Entries taken from a collection:
■ ■ ■ ■ ■ ■ ■

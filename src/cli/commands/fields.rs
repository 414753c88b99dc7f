//! Fields command implementation.

use crate::core::fields::{movie_registry, show_registry, DEFAULT_MOVIE_FIELDS, DEFAULT_SHOW_FIELDS};
use crate::models::config::Config;
use colored::Colorize;

fn print_group(title: &str, names: &[&str], defaults: &[&str], selected: &[String]) {
    println!("{}", title.bold().cyan());
    for name in names {
        let marker = if selected.iter().any(|s| s == name) {
            "*".green().to_string()
        } else {
            " ".to_string()
        };
        let default = if defaults.contains(name) { " (default)" } else { "" };
        println!("  {} {}{}", marker, name, default.dimmed());
    }
    println!();
}

/// List every exportable field. Fields selected by the current
/// configuration are marked with `*`.
pub fn list_fields(config: &Config) {
    print_group(
        "Movie fields (PLEX_MOVIE_EXPORT_FIELDS)",
        &movie_registry().names(),
        DEFAULT_MOVIE_FIELDS,
        &config.export.movie_fields,
    );
    print_group(
        "Show fields (PLEX_SHOW_EXPORT_FIELDS)",
        &show_registry().names(),
        DEFAULT_SHOW_FIELDS,
        &config.export.show_fields,
    );
    println!("Show sheets always add series and per-season completeness columns.");
}
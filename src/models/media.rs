//! Media server item models.
//!
//! These mirror the JSON shape returned by the Plex library endpoints.
//! Every attribute Plex may omit is an explicit `Option` (or an empty list),
//! so extractors deal with absence as a value.

use chrono::{DateTime, NaiveDate, Utc};
use serde::{Deserialize, Serialize};
use std::collections::BTreeMap;

/// Library section type.
#[derive(Debug, Clone, Copy, PartialEq, Eq, Serialize, Deserialize)]
#[serde(rename_all = "lowercase")]
pub enum SectionType {
    Movie,
    Show,
    #[serde(other)]
    Other,
}

impl std::fmt::Display for SectionType {
    fn fmt(&self, f: &mut std::fmt::Formatter<'_>) -> std::fmt::Result {
        match self {
            SectionType::Movie => write!(f, "movie"),
            SectionType::Show => write!(f, "show"),
            SectionType::Other => write!(f, "other"),
        }
    }
}

/// A library section.
#[derive(Debug, Clone, Serialize, Deserialize)]
pub struct LibrarySection {
    /// Section key used in library URLs.
    pub key: String,
    /// Display title.
    pub title: String,
    /// Section type.
    #[serde(rename = "type")]
    pub section_type: SectionType,
}

/// A tag-like entry (genre, collection, label).
#[derive(Debug, Clone, Default, PartialEq, Serialize, Deserialize)]
pub struct Tag {
    pub tag: String,
}

impl Tag {
    pub fn new<S: Into<String>>(tag: S) -> Self {
        Self { tag: tag.into() }
    }
}

/// External identifier entry, e.g. `imdb://tt0903747`.
#[derive(Debug, Clone, Default, PartialEq, Serialize, Deserialize)]
pub struct Guid {
    pub id: String,
}

/// Metadata shared by movies and shows.
#[derive(Debug, Clone, Default, Serialize, Deserialize)]
#[serde(rename_all = "camelCase")]
pub struct ItemMetadata {
    /// Plex rating key.
    #[serde(default)]
    pub rating_key: Option<String>,
    /// Display title.
    #[serde(default)]
    pub title: Option<String>,
    /// Original title.
    #[serde(default)]
    pub original_title: Option<String>,
    /// Release year.
    #[serde(default)]
    pub year: Option<i32>,
    /// Studio.
    #[serde(default)]
    pub studio: Option<String>,
    /// Content rating (e.g. "PG-13").
    #[serde(default)]
    pub content_rating: Option<String>,
    /// Summary.
    #[serde(default)]
    pub summary: Option<String>,
    /// Tagline.
    #[serde(default)]
    pub tagline: Option<String>,
    /// When the item was added to the library.
    #[serde(default, with = "chrono::serde::ts_seconds_option")]
    pub added_at: Option<DateTime<Utc>>,
    /// When the item was last viewed.
    #[serde(default, with = "chrono::serde::ts_seconds_option")]
    pub last_viewed_at: Option<DateTime<Utc>>,
    /// Original release date.
    #[serde(default)]
    pub originally_available_at: Option<NaiveDate>,
    /// Audience rating (0-10).
    #[serde(default)]
    pub audience_rating: Option<f64>,
    /// Critic rating (0-10).
    #[serde(default)]
    pub rating: Option<f64>,
    /// Collections.
    #[serde(rename = "Collection", default)]
    pub collections: Vec<Tag>,
    /// Genres.
    #[serde(rename = "Genre", default)]
    pub genres: Vec<Tag>,
    /// Labels.
    #[serde(rename = "Label", default)]
    pub labels: Vec<Tag>,
    /// View count.
    #[serde(default)]
    pub view_count: Option<u64>,
    /// Skip count.
    #[serde(default)]
    pub skip_count: Option<u64>,
}

impl ItemMetadata {
    /// Title for log messages.
    pub fn display_title(&self) -> &str {
        self.title.as_deref().unwrap_or("Unknown Title")
    }
}

/// Access to the shared metadata of an item.
pub trait HasMetadata {
    fn metadata(&self) -> &ItemMetadata;
}

/// A file belonging to a media version.
#[derive(Debug, Clone, Default, Serialize, Deserialize)]
pub struct MediaPart {
    /// Absolute file path on the server.
    #[serde(default)]
    pub file: Option<String>,
}

/// One media version of a movie (resolution, codecs, files).
#[derive(Debug, Clone, Default, Serialize, Deserialize)]
#[serde(rename_all = "camelCase")]
pub struct MediaInfo {
    #[serde(default)]
    pub video_resolution: Option<String>,
    /// Bitrate in kbps.
    #[serde(default)]
    pub bitrate: Option<u64>,
    #[serde(default)]
    pub container: Option<String>,
    #[serde(default)]
    pub aspect_ratio: Option<f64>,
    #[serde(default)]
    pub audio_channels: Option<u32>,
    #[serde(default)]
    pub audio_codec: Option<String>,
    #[serde(default)]
    pub video_codec: Option<String>,
    #[serde(default)]
    pub video_frame_rate: Option<String>,
    #[serde(default)]
    pub height: Option<u32>,
    #[serde(default)]
    pub width: Option<u32>,
    #[serde(rename = "Part", default)]
    pub parts: Vec<MediaPart>,
}

/// A movie in a library section.
#[derive(Debug, Clone, Default, Serialize, Deserialize)]
pub struct MovieItem {
    #[serde(flatten)]
    pub metadata: ItemMetadata,
    /// Duration in milliseconds.
    #[serde(default)]
    pub duration: Option<u64>,
    /// Media versions; the first is the primary one.
    #[serde(rename = "Media", default)]
    pub media: Vec<MediaInfo>,
}

impl MovieItem {
    /// The primary media version.
    pub fn primary_media(&self) -> Option<&MediaInfo> {
        self.media.first()
    }

    /// The primary file of the primary media version.
    pub fn primary_part(&self) -> Option<&MediaPart> {
        self.primary_media().and_then(|m| m.parts.first())
    }
}

impl HasMetadata for MovieItem {
    fn metadata(&self) -> &ItemMetadata {
        &self.metadata
    }
}

/// A season as reported by the media server.
#[derive(Debug, Clone, Default, Serialize, Deserialize)]
#[serde(rename_all = "camelCase")]
pub struct LocalSeason {
    /// Season number; Plex may omit it or send nonsense.
    #[serde(default)]
    pub index: Option<i64>,
    /// Number of episodes present locally.
    #[serde(default)]
    pub leaf_count: Option<u32>,
}

/// A TV show in a library section.
#[derive(Debug, Clone, Default, Serialize, Deserialize)]
pub struct ShowItem {
    #[serde(flatten)]
    pub metadata: ItemMetadata,
    /// External identifiers.
    #[serde(rename = "Guid", default)]
    pub guids: Vec<Guid>,
    /// Seasons present locally, filled in from the children endpoint.
    #[serde(skip)]
    pub seasons: Vec<LocalSeason>,
}

impl ShowItem {
    /// IMDB ID from the `imdb://` GUID, if any.
    pub fn imdb_id(&self) -> Option<String> {
        self.guids
            .iter()
            .find_map(|g| crate::utils::format::imdb_id_from_guid(&g.id))
    }

    /// Title used for the catalog search: original title, else title.
    pub fn search_title(&self) -> Option<&str> {
        fn usable(title: Option<&str>) -> Option<&str> {
            title.map(str::trim).filter(|t| !t.is_empty())
        }
        usable(self.metadata.original_title.as_deref())
            .or_else(|| usable(self.metadata.title.as_deref()))
    }

    /// Local episode counts keyed by season number.
    ///
    /// Seasons without a valid non-negative number are skipped.
    pub fn local_season_counts(&self) -> BTreeMap<u32, u32> {
        let mut counts = BTreeMap::new();
        for season in &self.seasons {
            match season.index.map(u32::try_from) {
                Some(Ok(number)) => {
                    counts.insert(number, season.leaf_count.unwrap_or(0));
                }
                Some(Err(_)) => {
                    tracing::warn!(
                        "Skipping invalid season number {:?} for show '{}'",
                        season.index,
                        self.metadata.display_title()
                    );
                }
                None => {}
            }
        }
        counts
    }
}

impl HasMetadata for ShowItem {
    fn metadata(&self) -> &ItemMetadata {
        &self.metadata
    }
}
//! Plex server preflight check.

use super::CheckResult;
use crate::models::config::PlexConfig;
use crate::services::plex::PlexClient;
use crate::Error;

/// Check that the Plex server answers with the configured token.
pub async fn check(config: &PlexConfig) -> CheckResult {
    let client = match PlexClient::new(config) {
        Ok(client) => client,
        Err(Error::PlexUrlMissing) => {
            return CheckResult::fail(
                "Plex",
                "server URL not configured",
                "Set PLEX_URL in your .env file or environment",
            )
        }
        Err(Error::PlexTokenMissing) => {
            return CheckResult::fail(
                "Plex",
                "token not configured",
                "Set PLEX_TOKEN in your .env file or environment",
            )
        }
        Err(e) => {
            return CheckResult::fail("Plex", &e.to_string(), "Check your Plex settings")
        }
    };

    match client.server_identity().await {
        Ok(server) => {
            let message = match server.version {
                Some(version) => format!("connected to '{}' ({})", server.name, version),
                None => format!("connected to '{}'", server.name),
            };
            CheckResult::ok("Plex", &message)
        }
        Err(Error::PlexStatus { status: 401, .. }) => CheckResult::fail(
            "Plex",
            "token rejected",
            "Check your PLEX_TOKEN",
        ),
        Err(_) => CheckResult::fail(
            "Plex",
            "connection failed",
            "Check PLEX_URL and that the server is running",
        ),
    }
}
use serde::{Deserialize, Serialize};

/// A writer's offer to take an order.
#[derive(Debug, Clone, PartialEq, Eq, Serialize, Deserialize)]
pub struct Offer {
    pub author_id: u64,
    pub accepted: bool,
}

impl Offer {
    /// A fresh, not-yet-accepted offer.
    pub fn new(author_id: u64) -> Self {
        Self {
            author_id,
            accepted: false,
        }
    }
}
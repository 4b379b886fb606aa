//! # Demo Flows
//!
//! The step sequences and registry wiring the demo binary runs. The same
//! operations are driven two ways:
//!
//! 1. **Ad-hoc**: direct steps carrying their own argument sources
//! 2. **Registry**: named steps with default argument sources, run by key,
//!    with one step-level override
//!
//! Both end with a hire built by a resolver from the previous step's result,
//! which is where the steps-as-data vocabulary pays off.

use crate::ops::{wait, AcceptOffer, AddOffer, CreateOrder, HideOrder, HireExpert, UpdateOrder};
use crate::store::OrderBook;
use baton_engine::{op, OpError, Pipe, Step, StepEntry, StepRegistry};
use serde_json::{json, Value};
use std::sync::Arc;

/// Builds the demo's flows over one shared order book.
pub struct OrderFlows {
    book: Arc<OrderBook>,
}

impl OrderFlows {
    pub fn new(book: Arc<OrderBook>) -> Self {
        Self { book }
    }

    /// Way one: ad-hoc steps with no registry. Each step carries its own
    /// operation and argument source.
    pub fn adhoc_steps(&self) -> Vec<Step> {
        vec![
            Step::op(CreateOrder::new(self.book.clone()))
                .with_args(vec![json!("My Essay"), json!(10)]),
            Step::op(UpdateOrder::new(self.book.clone())).with_resolver(|prev| {
                vec![prev.cloned().unwrap_or(Value::Null), json!("Amazing Essay")]
            }),
            // Update returns an object, so the hire payload digs the id out.
            Step::op(HireExpert::new(self.book.clone())).with_resolver(|prev| {
                vec![json!({
                    "order_id": id_of(prev),
                    "author_id": 999,
                })]
            }),
        ]
    }

    /// Way two, part one: the registry of named steps with their default
    /// argument sources.
    pub fn registry(&self) -> StepRegistry {
        StepRegistry::new()
            .with_entry(
                "CREATE_ORDER",
                StepEntry::new(CreateOrder::new(self.book.clone()))
                    .with_args(vec![json!("Custom Essay"), json!(12)]),
            )
            .with_entry(
                "UPDATE_ORDER",
                StepEntry::new(UpdateOrder::new(self.book.clone()))
                    .with_args(vec![json!(1), json!("NEW custom title")]),
            )
            .with_entry(
                "HIRE_EXPERT",
                StepEntry::new(HireExpert::new(self.book.clone())).with_resolver(|prev| {
                    vec![json!({
                        "order_id": id_of(prev),
                        "author_id": 32535,
                    })]
                }),
            )
    }

    /// Way two, part two: the pipeline of keys into [`Self::registry`]. The
    /// update step overrides its registry default with a resolver, so it
    /// targets whatever order the previous step created instead of the
    /// hardcoded default.
    pub fn keyed_steps(&self) -> Vec<Step> {
        vec![
            Step::op(op!(wait)),
            Step::key("CREATE_ORDER"),
            Step::key("UPDATE_ORDER")
                .with_resolver(|prev| vec![prev.cloned().unwrap_or(Value::Null), json!("ok")]),
            Step::key("HIRE_EXPERT"),
        ]
    }

    /// Offer lifecycle: a writer bids on a fresh order, wins it, and the
    /// order leaves the public feed.
    pub fn offer_steps(&self) -> Vec<Step> {
        vec![
            Step::op(CreateOrder::new(self.book.clone()))
                .with_args(vec![json!("Term Paper"), json!(24)]),
            Step::op(AddOffer::new(self.book.clone()))
                .with_resolver(|prev| vec![prev.cloned().unwrap_or(Value::Null), json!(501)]),
            Step::op(AcceptOffer::new(self.book.clone()))
                .with_resolver(|prev| vec![id_of(prev), json!(501)]),
            Step::op(HideOrder::new(self.book.clone())).with_resolver(|prev| vec![id_of(prev)]),
        ]
    }
}

/// Price quote composed as a pipe: each stage hands one value to the next.
pub fn quote_pipe() -> Pipe {
    Pipe::new()
        .then(op!("base_price", |args: Vec<Value>| async move {
            let pages = args.first().and_then(Value::as_u64).unwrap_or(0);
            Ok::<_, OpError>(json!(pages * 8))
        }))
        .then(op!("rush_surcharge", |args: Vec<Value>| async move {
            let base = args.first().and_then(Value::as_u64).unwrap_or(0);
            Ok::<_, OpError>(json!(base + 15))
        }))
}

/// Pulls the `"id"` field out of an object result, for resolvers chaining on
/// operations that return more than a bare id.
fn id_of(prev: Option<&Value>) -> Value {
    prev.and_then(|value| value.get("id"))
        .cloned()
        .unwrap_or(Value::Null)
}
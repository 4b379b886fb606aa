//! # Engine Errors
//!
//! This module defines the common error types used throughout the engine.
//! By centralizing error definitions, we ensure consistent error handling
//! across the orchestrator, pipes, and caller-supplied operations.

use crate::operation::OpError;

/// Errors that can occur while driving steps through the engine.
#[derive(Debug, thiserror::Error)]
pub enum EngineError {
    /// The requested step key has no registry entry. This also covers the
    /// case where no registry was ever installed.
    #[error("no operation registered for step \"{0}\"")]
    StepNotFound(String),
    /// A caller-supplied operation failed. The operation's own error is
    /// carried untouched as the source, so callers can downcast it back to
    /// the concrete type.
    #[error("operation \"{name}\" failed: {source}")]
    OperationFailed { name: String, source: OpError },
}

■ ■ ■ ■ ■ ■ ■

Across all the entries, count the lines that contain "LocalSeason", and state nothing but the total.

2